There is a wealth of documentation about how to generated a Certificate using
letsencrypt, the EFF free tool.
However, if you are using g-suite to manage your main website or want an SSL certificate to do some testing during development, and may not have shell access to the WWW server (and, further, you are unable to deploy the challenge file in the given location) things get a bit tricky.
See the EFF Certbot documentation if you do have shell or file access to your WWW server.
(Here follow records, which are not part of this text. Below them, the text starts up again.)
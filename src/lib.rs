mod error;
mod forecaster;
mod model;
mod preferences;
mod presentation;
mod types;
mod utils;
mod weather_data;

pub use error::{ErrorKind, ForecastError};
pub use forecaster::{ForecastRun, Forecaster, FORM_DATE_FORMAT};

pub use model::ets::{EtsModel, CONFIDENCE_LEVEL, MIN_ETS_POINTS};
pub use model::{
    ForecastModel, DS_COLUMN, MAX_FORECAST_DAYS, YHAT_COLUMN, YHAT_LOWER_COLUMN,
    YHAT_UPPER_COLUMN, Y_COLUMN,
};

pub use preferences::store::{PreferenceRecord, PreferenceStore};

pub use presentation::form::InputForm;
pub use presentation::{chart, notify};

pub use types::combined_series::{CombinedSeries, SeriesPoint};
pub use types::forecast_table::{ForecastPoint, ForecastTable};
pub use types::form::{FormField, FormInput};
pub use types::historical_table::{DailyObservation, HistoricalTable, DATE_COLUMN, TEMPERATURE_COLUMN};

pub use weather_data::client::{WeatherApiClient, WeatherApiConfig};
pub use weather_data::fetcher::{FetchProgress, WeatherFetcher};

pub use model::error::ModelError;
pub use preferences::error::PreferenceError;
pub use types::error::SeriesError;
pub use weather_data::error::WeatherDataError;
In the following I will outline the steps I followed to use the --manaual
mode, with DNS verification.
Manual install of Certbot on Ubuntu
The version of letsencrypt
that is packaged for Ubuntu 16.04 does not support DNS challenge using the manual
plugin, so you will need to download and install certbot
manually (which, I guess, is only appropriate):
cd ~/certbot wget https://dl.eff.org/certbot-auto chmod a+x certbot-auto ./certbot-auto
Setup a TXT DNS record
See this page for a clear explanation of the major types of DNS records.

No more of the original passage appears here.